HEALTH experts have criticised the body that sparked a controversial investigation into death rates at the Royal Bolton Hospital.

The Dr Foster Ethics Committee — which investigates complaints about Dr Foster Intelligence — ruled the audit of mortality rates at the Royal Bolton in 2013 “fell below high standards expected of the organisation”.

Bolton NHS Foundation Trust bosses submitted a complaint because of the “unnecessary damage” caused by the audit.

Dr Foster Intelligence — a joint venture with the Department of Health to monitor NHS performance — claimed in February, 2013 there were significant discrepancies in data.

The hospital was later cleared of any wrongdoing but the report did raise questions about the way sepsis — which loosely means an infection — is understood by clinicians, coders and analysts.

The ethics committee “substantially upheld” the Bolton trust’s complaint and said the audit did expose a “rift” between patient diagnosis based on a regimented coding practice and that based on clinical opinion.

The committee report stated: “One process depends upon national rules whilst the alternatives uses individual judgement. The DFI audit report should have either solely addressed the audit outcome or enabled a detailed discussion of the cause of breaches in process.” The committee added the audit was “unhelpful to the Bolton health community”.

Trust chairman David Wakefield, who lodged the complaint, said he was disappointed Dr Foster did not apologise to Dr Jackie Bene — who was forced to “step aside” at the time of the investigation.

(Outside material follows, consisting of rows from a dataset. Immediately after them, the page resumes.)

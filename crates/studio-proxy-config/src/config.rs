// crates/studio-proxy-config/src/config.rs
// ============================================================================
// Module: Studio Proxy Configuration
// Description: Typed configuration loading and validation for the env file.
// Purpose: Provide strict, fail-closed env parsing with hard limits.
// Dependencies: serde, thiserror, url
// ============================================================================

//! ## Overview
//! Configuration is layered from registry defaults, the env file, and the
//! process environment, then parsed per key kind into [`ProxyConfig`].
//! Any invalid registered value fails the load and names the key. Values are
//! read once at startup and never mutated or persisted afterwards.

// ============================================================================
// SECTION: Imports
// ============================================================================

use std::collections::BTreeMap;
use std::path::Path;
use std::path::PathBuf;
use std::time::Duration;

use serde::Serialize;
use serde::Serializer;
use thiserror::Error;
use url::Url;

use crate::dotenv::DotenvError;
use crate::dotenv::parse_env_str;
use crate::dotenv::read_env_text;
use crate::keys::KEY_SPECS;
use crate::keys::TypedValue;
use crate::keys::find_key;
use crate::keys::parse_value;

// ============================================================================
// SECTION: Constants
// ============================================================================

/// Default env filename when no path is specified.
pub const DEFAULT_ENV_FILE: &str = ".env";
/// Environment variable used to override the env file path.
pub const ENV_FILE_VAR: &str = "STUDIO_PROXY_ENV_FILE";
/// Maximum length of a single path component.
pub(crate) const MAX_PATH_COMPONENT_LENGTH: usize = 255;
/// Maximum total path length.
pub(crate) const MAX_TOTAL_PATH_LENGTH: usize = 4096;
/// Replacement text for proxy passwords in serialized output.
const REDACTED: &str = "***";
/// Seconds per day.
const SECS_PER_DAY: u64 = 86_400;
/// Seconds per hour.
const SECS_PER_HOUR: u64 = 3_600;
use chrono::NaiveDate;
use clap::Args;
use serde_json::Value;

use cecl_panel_core::calendar::default_start_month;
use cecl_panel_core::schema::loans_from_json;
use cecl_panel_core::simulation::{simulate_panel, SimulationInput};
use cecl_panel_core::ProductType;

use crate::input;

/// Arguments for single-product panel simulation
#[derive(Args)]
pub struct SimulateArgs {
    /// Path to JSON/YAML SimulationInput (overrides individual flags)
    #[arg(long)]
    pub input: Option<String>,

    /// Product of the loan batch
    #[arg(long)]
    pub product: Option<ProductType>,

    /// Loan batch file (array of loans)
    #[arg(long)]
    pub loans: Option<String>,

    /// Macro series file
    #[arg(long)]
    pub macro_series: Option<String>,

    /// First simulated month (YYYY-MM-DD)
    #[arg(long)]
    pub start_month: Option<NaiveDate>,

    /// Horizon in months
    #[arg(long, default_value_t = 12)]
    pub months: usize,

    /// Random seed
    #[arg(long, default_value_t = cecl_panel_core::DEFAULT_SEED)]
    pub seed: u64,
}

pub fn run_simulate(args: SimulateArgs) -> Result<Value, Box<dyn std::error::Error>> {
    let sim_input: SimulationInput = if let Some(i) = input::load(args.input.as_deref())? {
        i
    } else {
        let loans_path = args.loans.ok_or("--loans is required (or provide --input)")?;
        let macro_path = args
            .macro_series
            .ok_or("--macro-series is required (or provide --input)")?;
        let rows = match input::file::read_config_value(&loans_path)? {
            Value::Array(rows) => rows,
            _ => return Err(format!("'{loans_path}' must hold an array of loans").into()),
        };
        let loans = loans_from_json(rows)?;
        let product = match args.product {
            Some(p) => p,
            None => loans
                .first()
                .map(|l| l.product)
                .ok_or("--product is required for an empty loan file")?,
        };
        SimulationInput {
            product,
            loans,
            macro_series: input::file::read_config(&macro_path)?,
            start_month: args.start_month.unwrap_or_else(default_start_month),
            horizon_months: args.months,
            seed: args.seed,
            unemployment_baseline: None,
        }
    };
    let result = simulate_panel(&sim_input)?;
    Ok(serde_json::to_value(result)?)
}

Mr Wakefield said: “I hope Dr Foster learn from this. They failed to follow the processes expected in an audit such as this and their conclusions on our clinical review process were flawed.

“Their failure to recognise the bigger patient safety issue — early identification and treatment of sepsis — temporarily and unnecessarily damaged the reputation of the trust.

“We believe they owe a duty of care to all trusts and clinicians in areas where it impacts on the confidence of patients.

“We are proud of the work Dr Jackie Bene and her team have undertaken in the treatment of sepsis over several years and we were saddened by the negative publicity surrounding this audit at the time.

“We are disappointed that Dr Foster have not apologised to the trust and in particular to Dr Bene.”

Dr Foster’s co-founder and director of research Roger Taylor said: “The audit we carried out at Bolton was an extremely important piece of work in correctly identifying problems with the reliability of coding.

“It is not normal practice to work to the standard national guidelines in local audits of this sort. We thank the Ethics Committee for its work and are considering its findings with a view to enhancing our procedural processes for this particular type of work as a result.

“We are offering our full support to the Department of Health, the NHS and others to help ensure that coding clarification and management is improved in future.”

Lead consultant demands an apology

THE findings of the complaint about Dr Foster Intelligence have been welcomed by health chiefs in Bolton.

Dr Kevin Jones, a lead consultant for acute medicine at the Royal Bolton Hospital, strongly criticised the investigation into sepsis coding in February, 2013.

He said: “I am delighted that after all their pompous prevaricating and numerous attempts to muddy the waters, Dr Foster have come clean and admitted that their audit was flawed and that it did damage the reputation of our Trust.

“I would like them to go the whole hog and also say they are truly sorry.”

Dr Foster’s ethics committee recommended that in future audits of coding, analysis, opinion and judgement should be clearly separated from the assessment of “adherence to standards.”

Dr Wirin Bhatiani, chairman of NHS Bolton Clinical Commissioning Group (CCG), said: “NHS Bolton CCG welcomes the recommendation as this is a national issue.

"They reflect the findings of the independent clinical review last year.

“It also found clinical care of Bolton patients had not been compromised.

“We are pleased with Dr Bene’s and her team’s continual good work.”